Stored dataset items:

------------

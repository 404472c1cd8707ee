//! Guarded CSV import flow.
//!
//! [`UploadController`] owns the single pending file and the single
//! in-flight upload. It validates a file on selection, re-checks it and
//! sniffs its header on submit, runs a simulated progress estimate while the
//! request is out, and records the outcome.

mod progress;

use std::sync::{Arc, Mutex, MutexGuard, PoisonError};

use tokio::sync::watch;

use crate::error::{FintrackError, Result};
use crate::file::SelectedFile;
use crate::models::ImportSummary;
use crate::sniff::ContentSniffer;
use crate::validation::FileValidator;

use self::progress::ProgressTicker;
pub use self::progress::{Progress, ProgressPhase, ProgressSettings};

/// Message recorded when a submit is dropped before the server answers.
const CANCELLED_MESSAGE: &str = "Upload cancelled";

/// Sends a CSV file to the import endpoint.
///
/// Implemented by [`crate::client::FinTrackClient`]; tests substitute their
/// own transport.
pub trait ImportTransport: core::fmt::Debug + Send + Sync {
    /// Uploads `file` and returns the backend's import summary.
    ///
    /// # Errors
    ///
    /// Returns the transport or server error unchanged.
    fn upload(
        &self,
        file: &SelectedFile,
    ) -> impl Future<Output = Result<ImportSummary>> + Send;
}

impl<T: ImportTransport> ImportTransport for &T {
    #[inline]
    fn upload(
        &self,
        file: &SelectedFile,
    ) -> impl Future<Output = Result<ImportSummary>> + Send {
        (**self).upload(file)
    }
}

/// How a finished upload ended.
#[derive(Debug, Clone, PartialEq, Eq)]
pub enum UploadOutcome {
    /// The backend imported the file.
    Success(ImportSummary),
    /// The upload failed; holds the message to show the user.
    Failure(String),
}

/// Where the controller is in the import flow.
#[derive(Debug, Clone, PartialEq, Eq)]
pub enum UploadState {
    /// Nothing selected.
    Idle,
    /// A valid file is waiting to be submitted.
    FileSelected {
        /// Why the last submit was refused before sending, if it was.
        error: Option<String>,
    },
    /// Re-checking the file before upload.
    Validating,
    /// The request is in flight.
    Uploading,
    /// The request finished.
    Completed(UploadOutcome),
}

impl UploadState {
    /// Short lowercase name of the state.
    #[inline]
    #[must_use]
    pub const fn label(&self) -> &'static str {
        match *self {
            Self::Idle => "idle",
            Self::FileSelected { .. } => "file selected",
            Self::Validating => "validating",
            Self::Uploading => "uploading",
            Self::Completed(_) => "completed",
        }
    }

    /// Returns `true` while a submit is running.
    #[inline]
    #[must_use]
    pub const fn is_busy(&self) -> bool {
        matches!(*self, Self::Validating | Self::Uploading)
    }
}

/// Mutable controller state, guarded by one mutex.
#[derive(Debug)]
struct Inner {
    /// Current flow state.
    state: UploadState,
    /// The pending or last-sent file; `None` only when idle.
    file: Option<SelectedFile>,
    /// Progress timer for the in-flight upload.
    ticker: Option<ProgressTicker>,
}

/// Owns the import flow for one file at a time.
///
/// All methods take `&self`; the state lock is never held across an
/// `.await`, so the controller can be shared between tasks.
#[derive(Debug)]
pub struct UploadController<T> {
    /// Sends the file.
    transport: T,
    /// Metadata checks.
    validator: FileValidator,
    /// Header checks.
    sniffer: ContentSniffer,
    /// Shape of the progress estimate.
    settings: ProgressSettings,
    /// Flow state.
    inner: Mutex<Inner>,
    /// Latest progress estimate.
    progress: Arc<watch::Sender<Progress>>,
}

impl<T: ImportTransport> UploadController<T> {
    /// Creates an idle controller with default limits.
    #[inline]
    #[must_use]
    pub fn new(transport: T) -> Self {
        let validator = FileValidator::default();
        let sniffer = ContentSniffer::new(validator.limits().sniff_limit);
        Self {
            transport,
            validator,
            sniffer,
            settings: ProgressSettings::default(),
            inner: Mutex::new(Inner {
                state: UploadState::Idle,
                file: None,
                ticker: None,
            }),
            progress: Arc::new(watch::Sender::new(Progress::default())),
        }
    }

    /// Replaces the metadata validator. The sniffer adopts the validator's
    /// [`ImportLimits::sniff_limit`](crate::validation::ImportLimits::sniff_limit).
    #[inline]
    #[must_use]
    pub fn validator(mut self, validator: FileValidator) -> Self {
        self.sniffer = self.sniffer.with_limit(validator.limits().sniff_limit);
        self.validator = validator;
        self
    }

    /// Replaces the header sniffer.
    #[inline]
    #[must_use]
    pub fn sniffer(mut self, sniffer: ContentSniffer) -> Self {
        self.sniffer = sniffer;
        self
    }

    /// Replaces the progress estimate settings.
    #[inline]
    #[must_use]
    pub fn progress_settings(mut self, settings: ProgressSettings) -> Self {
        self.settings = settings;
        self
    }

    /// Returns the transport.
    #[inline]
    #[must_use]
    pub const fn transport(&self) -> &T {
        &self.transport
    }

    /// Returns a snapshot of the current state.
    #[inline]
    #[must_use]
    pub fn state(&self) -> UploadState {
        self.lock().state.clone()
    }

    /// Returns the pending or last-sent file.
    #[inline]
    #[must_use]
    pub fn selected_file(&self) -> Option<SelectedFile> {
        self.lock().file.clone()
    }

    /// Subscribes to the simulated progress estimate.
    #[inline]
    #[must_use]
    pub fn subscribe_progress(&self) -> watch::Receiver<Progress> {
        self.progress.subscribe()
    }

    /// Validates and stores `file` as the pending selection.
    ///
    /// # Errors
    ///
    /// Returns [`FintrackError::UploadInProgress`] while a submit is running,
    /// or [`FintrackError::Validation`] if the file is rejected. Either way
    /// the current state is left untouched.
    #[inline]
    #[tracing::instrument(skip_all, fields(name = %file.name(), size = file.size_bytes()))]
    pub fn select_file(&self, file: SelectedFile) -> Result<()> {
        let mut inner = self.lock();
        if inner.state.is_busy() {
            tracing::warn!(state = inner.state.label(), "selection rejected");
            return Err(FintrackError::UploadInProgress);
        }
        self.validator.validate(&file).into_result()?;

        tracing::debug!("file selected");
        inner.ticker = None;
        inner.file = Some(file);
        inner.state = UploadState::FileSelected { error: None };
        _ = self.progress.send_replace(Progress::default());
        Ok(())
    }

    /// Drops the selection and returns to [`UploadState::Idle`].
    ///
    /// Calling it when already idle is a no-op.
    ///
    /// # Errors
    ///
    /// Returns [`FintrackError::UploadInProgress`] while a submit is running.
    #[inline]
    #[tracing::instrument(skip_all)]
    pub fn clear_selection(&self) -> Result<()> {
        let mut inner = self.lock();
        if inner.state.is_busy() {
            tracing::warn!(state = inner.state.label(), "clear rejected");
            return Err(FintrackError::UploadInProgress);
        }
        inner.ticker = None;
        inner.file = None;
        inner.state = UploadState::Idle;
        _ = self.progress.send_replace(Progress::default());
        Ok(())
    }

    /// Starts over after a finished import. Same as [`Self::clear_selection`].
    ///
    /// # Errors
    ///
    /// Returns [`FintrackError::UploadInProgress`] while a submit is running.
    #[inline]
    pub fn reset(&self) -> Result<()> {
        self.clear_selection()
    }

    /// Re-checks the pending file and uploads it.
    ///
    /// The file's size is read again before the checks, so a file that
    /// changed on disk since selection is judged as it is now. On a failed
    /// pre-check the controller returns to [`UploadState::FileSelected`]
    /// with the error recorded and nothing is sent. Otherwise exactly one
    /// request is issued and the state ends in [`UploadState::Completed`].
    ///
    /// # Errors
    ///
    /// - [`FintrackError::UploadInProgress`] if a submit is already running.
    /// - [`FintrackError::NoFileSelected`] when idle.
    /// - [`FintrackError::InvalidState`] after completion (reset first).
    /// - [`FintrackError::Validation`] if the pre-check fails.
    /// - The transport's error if the upload fails.
    #[inline]
    #[tracing::instrument(skip_all)]
    pub async fn submit(&self) -> Result<ImportSummary> {
        let mut attempt = self.begin_validation()?;

        let checked = self.preflight(&attempt.file).await;
        match checked {
            Ok(current) => attempt.file = current,
            Err(err) => {
                tracing::warn!(error = %err, "pre-upload check failed");
                attempt.reject(err.user_message());
                return Err(err);
            }
        }

        self.begin_upload();
        let (outcome, result) = match self.transport.upload(&attempt.file).await {
            Ok(summary) => {
                tracing::debug!(
                    imported = summary.imported,
                    duplicates = summary.duplicates,
                    "import finished"
                );
                (UploadOutcome::Success(summary.clone()), Ok(summary))
            }
            Err(err) => {
                tracing::warn!(error = %err, "import failed");
                (UploadOutcome::Failure(err.user_message()), Err(err))
            }
        };
        attempt.finish(outcome);
        result
    }

    /// Moves `FileSelected` to `Validating` and hands out the attempt.
    fn begin_validation(&self) -> Result<Attempt<'_>> {
        let mut inner = self.lock();
        match inner.state {
            UploadState::FileSelected { .. } => {}
            UploadState::Validating | UploadState::Uploading => {
                tracing::warn!("submit rejected: upload in progress");
                return Err(FintrackError::UploadInProgress);
            }
            UploadState::Idle => return Err(FintrackError::NoFileSelected),
            UploadState::Completed(_) => {
                return Err(FintrackError::InvalidState {
                    action: "submit",
                    state: inner.state.label(),
                });
            }
        }
        let file = inner.file.clone().ok_or(FintrackError::NoFileSelected)?;
        inner.state = UploadState::Validating;
        Ok(Attempt {
            inner: &self.inner,
            progress: &self.progress,
            file,
            settled: false,
        })
    }

    /// Refreshes the file's metadata and runs the metadata and header
    /// checks on the blocking pool. Returns the refreshed file.
    async fn preflight(&self, file: &SelectedFile) -> Result<SelectedFile> {
        let current = file.clone();
        let validator = self.validator.clone();
        let sniffer = self.sniffer.clone();
        tokio::task::spawn_blocking(move || -> Result<SelectedFile> {
            let refreshed = current.refreshed()?;
            validator.validate(&refreshed).into_result()?;
            let header = sniffer.sniff_file(&refreshed)?;
            tracing::debug!(columns = header.columns.len(), rows = header.data_rows, "header accepted");
            Ok(refreshed)
        })
        .await
        .map_err(|err| FintrackError::Io(std::io::Error::other(err)))?
    }

    /// Moves to `Uploading` and starts the progress estimate.
    fn begin_upload(&self) {
        let mut inner = self.lock();
        inner.state = UploadState::Uploading;
        _ = self.progress.send_replace(Progress::default());
        inner.ticker = Some(ProgressTicker::start(Arc::clone(&self.progress), self.settings));
    }

    /// Locks the state, recovering from poisoning.
    fn lock(&self) -> MutexGuard<'_, Inner> {
        self.inner.lock().unwrap_or_else(PoisonError::into_inner)
    }
}

/// One submit between leaving `FileSelected` and settling. If the submit
/// future is dropped first, the file goes back to `FileSelected`.
#[derive(Debug)]
struct Attempt<'c> {
    /// Controller state.
    inner: &'c Mutex<Inner>,
    /// Controller progress channel.
    progress: &'c watch::Sender<Progress>,
    /// The file being checked or sent.
    file: SelectedFile,
    /// Set once the state has been settled.
    settled: bool,
}

impl Attempt<'_> {
    /// Returns to `FileSelected` with the pre-check failure.
    fn reject(mut self, message: String) {
        self.settle(UploadState::FileSelected { error: Some(message) }, Progress::default());
    }

    /// Stops the estimate, shows 100 % and records the outcome.
    fn finish(mut self, outcome: UploadOutcome) {
        self.settle(UploadState::Completed(outcome), Progress::complete());
    }

    /// Writes the final state and progress reading, stopping the ticker.
    fn settle(&mut self, state: UploadState, reading: Progress) {
        self.settled = true;
        let mut inner = self.inner.lock().unwrap_or_else(PoisonError::into_inner);
        inner.ticker = None;
        inner.state = state;
        drop(inner);
        _ = self.progress.send_replace(reading);
    }
}

impl Drop for Attempt<'_> {
    fn drop(&mut self) {
        if !self.settled {
            self.settle(
                UploadState::FileSelected {
                    error: Some(CANCELLED_MESSAGE.to_owned()),
                },
                Progress::default(),
            );
        }
    }
}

------------

What the exercise asks:
With "rejected" as the string to find, copy every line of the records that holds it.

Result:
    /// or [`FintrackError::Validation`] if the file is rejected. Either way
            tracing::warn!(state = inner.state.label(), "selection rejected");
            tracing::warn!(state = inner.state.label(), "clear rejected");
                tracing::warn!("submit rejected: upload in progress");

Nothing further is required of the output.